10.2.4 Automatic Parallelization With Reduction Operations (Sun Studio 12: Fortran Programming Guide)

Sun Studio 12: Fortran Programming Guide

10.2.4 Automatic Parallelization With Reduction Operations

A computation that transforms an array into a scalar is called a reduction operation. Typical reduction operations are the sum or product of the elements of a vector. Reduction operations violate the criterion that calculations within a loop not change a scalar variable in a cumulative way across iterations.

Example: Reduction summation of the elements of a vector:

      s = 0.0
      do i = 1, 1000
        s = s + v(i)
      end do
      t(k) = s

However, for some operations, if reduction is the only factor that prevents parallelization, it is still possible to parallelize the loop. Common reduction operations occur so frequently that the compilers are capable of recognizing and parallelizing them as special cases.

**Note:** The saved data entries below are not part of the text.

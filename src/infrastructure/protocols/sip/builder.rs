//! SIP message builder utilities

use super::message::{header_param, SipError, SipHeaders, SipRequest, SipResponse};
use rand::Rng;
use rsip::prelude::UntypedHeader;
use rsip::{Header, Headers, Method, Request, Response, StatusCode, Uri, Version};
use std::net::SocketAddr;

/// Standard reason phrase for the status codes this layer emits
pub fn reason_phrase(code: u16) -> &'static str {
    match code {
        100 => "Trying",
        180 => "Ringing",
        183 => "Session Progress",
        200 => "OK",
        400 => "Bad Request",
        404 => "Not Found",
        405 => "Method Not Allowed",
        408 => "Request Timeout",
        481 => "Call/Transaction Does Not Exist",
        487 => "Request Terminated",
        488 => "Not Acceptable Here",
        500 => "Server Internal Error",
        503 => "Service Unavailable",
        _ => "Unknown",
    }
}

pub fn generate_tag() -> String {
    let random: u32 = rand::thread_rng().gen();
    format!("{:08x}", random)
}

pub fn generate_branch() -> String {
    let random: u64 = rand::thread_rng().gen();
    format!("z9hG4bK{:x}", random)
}

pub fn generate_call_id(host: &str) -> String {
    let random: u64 = rand::thread_rng().gen();
    format!("{:016x}@{}", random, host)
}

/// Appends `;tag=` to a From/To value that has none yet
fn with_tag(value: &str, tag: &str) -> String {
    if header_param(value, "tag").is_some() {
        value.to_string()
    } else {
        format!("{};tag={}", value, tag)
    }
}

fn content_length(body: &[u8]) -> Header {
    Header::ContentLength(body.len().to_string().into())
}

/// Build a SIP response from a request
pub struct ResponseBuilder {
    status_code: u16,
    reason: Option<String>,
    to_tag: Option<String>,
    headers: Vec<Header>,
    body: Vec<u8>,
}

impl ResponseBuilder {
    pub fn new(status_code: u16) -> Self {
        Self {
            status_code,
            reason: None,
            to_tag: None,
            headers: Vec::new(),
            body: Vec::new(),
        }
    }

    pub fn ok() -> Self {
        Self::new(200)
    }

    /// Reason phrase for the status line; the standard one when unset
    pub fn reason(mut self, reason: &str) -> Self {
        self.reason = Some(reason.to_string());
        self
    }

    pub fn body(mut self, body: Vec<u8>) -> Self {
        self.body = body;
        self
    }

    pub fn sdp(mut self, sdp: String) -> Self {
        self.headers
            .push(Header::ContentType("application/sdp".into()));
        self.body = sdp.into_bytes();
        self
    }

    pub fn header(mut self, header: Header) -> Self {
        self.headers.push(header);
        self
    }

    /// Local tag added to the To header unless the request already had one
    pub fn to_tag(mut self, tag: Option<String>) -> Self {
        self.to_tag = tag;
        self
    }

    pub fn build_for_request(self, request: &SipRequest) -> SipResponse {
        let mut headers = Vec::new();

        // Copy essential headers from request
        for header in request.headers().iter() {
            match header {
                Header::Via(_) | Header::From(_) | Header::CallId(_) | Header::CSeq(_) => {
                    headers.push(header.clone());
                }
                Header::To(to) => match (&self.to_tag, self.status_code) {
                    (Some(tag), code) if code > 100 => {
                        headers.push(Header::To(with_tag(to.value(), tag).into()));
                    }
                    _ => headers.push(header.clone()),
                },
                _ => {}
            }
        }

        headers.extend(self.headers);
        headers.push(content_length(&self.body));

        let response = Response {
            status_code: StatusCode::Other(
                self.status_code,
                self.reason
                    .unwrap_or_else(|| reason_phrase(self.status_code).to_string()),
            ),
            headers: Headers::from(headers),
            body: self.body,
            version: Version::V2,
        };

        SipResponse::new(response)
    }
}

/// Build an out-of-dialog or in-dialog request
pub struct RequestBuilder {
    method: Method,
    uri: Uri,
    headers: Vec<Header>,
    body: Vec<u8>,
}

impl RequestBuilder {
    pub fn new(method: Method, uri: &str) -> Result<Self, SipError> {
        let uri = Uri::try_from(uri)?;
        Ok(Self {
            method,
            uri,
            headers: Vec::new(),
            body: Vec::new(),
        })
    }

    pub fn via(mut self, local: SocketAddr, branch: &str) -> Self {
        self.headers.push(Header::Via(
            format!("SIP/2.0/UDP {};rport;branch={}", local, branch).into(),
        ));
        self
    }

    pub fn from_party(mut self, uri: &str, tag: &str) -> Self {
        self.headers
            .push(Header::From(format!("<{}>;tag={}", uri, tag).into()));
        self
    }

    pub fn to_party(mut self, uri: &str, tag: Option<&str>) -> Self {
        let value = match tag {
            Some(tag) => format!("<{}>;tag={}", uri, tag),
            None => format!("<{}>", uri),
        };
        self.headers.push(Header::To(value.into()));
        self
    }

    pub fn call_id(mut self, call_id: &str) -> Self {
        self.headers.push(Header::CallId(call_id.into()));
        self
    }

    pub fn cseq(mut self, seq: u32) -> Self {
        let value = format!("{} {}", seq, self.method);
        self.headers.push(Header::CSeq(value.into()));
        self
    }

    pub fn contact(mut self, uri: &str) -> Self {
        self.headers
            .push(Header::Contact(format!("<{}>", uri).into()));
        self
    }

    pub fn user_agent(mut self, agent: &str) -> Self {
        self.headers.push(Header::UserAgent(agent.into()));
        self
    }

    pub fn sdp(mut self, sdp: String) -> Self {
        self.headers
            .push(Header::ContentType("application/sdp".into()));
        self.body = sdp.into_bytes();
        self
    }

    pub fn build(mut self) -> SipRequest {
        self.headers.push(Header::MaxForwards("70".into()));
        self.headers.push(content_length(&self.body));
        SipRequest::new(Request {
            method: self.method,
            uri: self.uri,
            version: Version::V2,
            headers: Headers::from(self.headers),
            body: self.body,
        })
    }
}

/// CANCEL for a pending INVITE: same Request-URI, Via, From, To and Call-ID
pub fn build_cancel(invite: &SipRequest) -> SipRequest {
    let seq = invite.cseq().map(|(seq, _)| seq).unwrap_or(1);
    let mut headers: Vec<Header> = invite
        .headers()
        .iter()
        .filter(|h| {
            matches!(
                h,
                Header::Via(_) | Header::From(_) | Header::To(_) | Header::CallId(_)
            )
        })
        .cloned()
        .collect();
    headers.push(Header::CSeq(format!("{} CANCEL", seq).into()));
    headers.push(Header::MaxForwards("70".into()));
    headers.push(Header::ContentLength("0".into()));

    SipRequest::new(Request {
        method: Method::Cancel,
        uri: invite.uri().clone(),
        version: Version::V2,
        headers: Headers::from(headers),
        body: Vec::new(),
    })
}

/// ACK for a final response to an INVITE we sent
pub fn build_ack(invite: &SipRequest, response: &SipResponse) -> SipRequest {
    let seq = invite.cseq().map(|(seq, _)| seq).unwrap_or(1);
    let mut headers = Vec::new();
    for header in invite.headers().iter() {
        match header {
            Header::Via(_) | Header::From(_) | Header::CallId(_) => headers.push(header.clone()),
            _ => {}
        }
    }
    if let Some(to) = response.to_value() {
        headers.push(Header::To(to.into()));
    }
    headers.push(Header::CSeq(format!("{} ACK", seq).into()));
    headers.push(Header::MaxForwards("70".into()));
    headers.push(Header::ContentLength("0".into()));

    SipRequest::new(Request {
        method: Method::Ack,
        uri: invite.uri().clone(),
        version: Version::V2,
        headers: Headers::from(headers),
        body: Vec::new(),
    })
}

Recognition of reduction operations is not included in the automatic parallelization analysis unless the -reduction compiler option is specified along with -autopar or -parallel.

If a parallelizable loop contains one of the reduction operations listed in Table 10–2, the compiler will parallelize it if -reduction is specified.

10.2.4.1 Recognized Reduction Operations

The following table lists the reduction operations that are recognized by the compiler.

Table 10–2 Recognized Reduction Operations


Mathematical Operations	Fortran Statement Templates
Sum	`s = s + v(i)`
Product	*`s = s v(i)`**
Dot product	*`s = s + v(i) u(i)`**
Minimum	`s = amin( s, v(i))`
Maximum	`s = amax( s, v(i))`
`OR`	`do i = 1, n` `b = b .or. v(i)` `end do`
`AND`	`b = .true.` `do i = 1, n` `b = b .and. v(i)` `end do`
Count of non-zero elements	`k = 0` `do i = 1, n` `if(v(i).ne.0) k = k + 1` `end do`

All forms of the MIN and MAX function are recognized.

10.2.4.2 Numerical Accuracy and Reduction Operations

Floating-point sum or product reduction operations may be inaccurate due to the following conditions:

The order in which the calculations are performed in parallel is not the same as when performed serially on a single processor.
The order of calculation affects the sum or product of floating-point numbers. Hardware floating-point addition and multiplication are not associative. Roundoff, overflow, or underflow errors may result depending on how the operands associate. For example, (X*Y)*Z and X*(Y*Z) may not have the same numerical significance.

In some situations, the error may not be acceptable.

Example: Roundoff, get the sum of 100,000 random numbers between– 1 and +1:

demo% cat t4.f
      parameter ( n = 100000 )
      double precision d_lcrans, lb / -1.0 /, s, ub / +1.0 /, v(n)
      s = d_lcrans ( v, n, lb, ub ) ! Get n random nos. between -1 and +1
      s = 0.0
      do i = 1, n
        s = s + v(i)
      end do
      write(*, ’(" s = ", e21.15)’) s
      end
demo% f95 -O4 -autopar -reduction t4.f

Results vary with the number of processors. The following table shows the sum of 100,000 random numbers between– 1 and +1.

Number of Processors	Output
1	`s = 0.568582080884714E+02`
2	`s = 0.568582080884722E+02`
3	`s = 0.568582080884721E+02`
4	`s = 0.568582080884724E+02`

In this situation, roundoff error on the order of 10^-14 is acceptable for data that is random to begin with. For more information, see the Sun Numerical Computation Guide.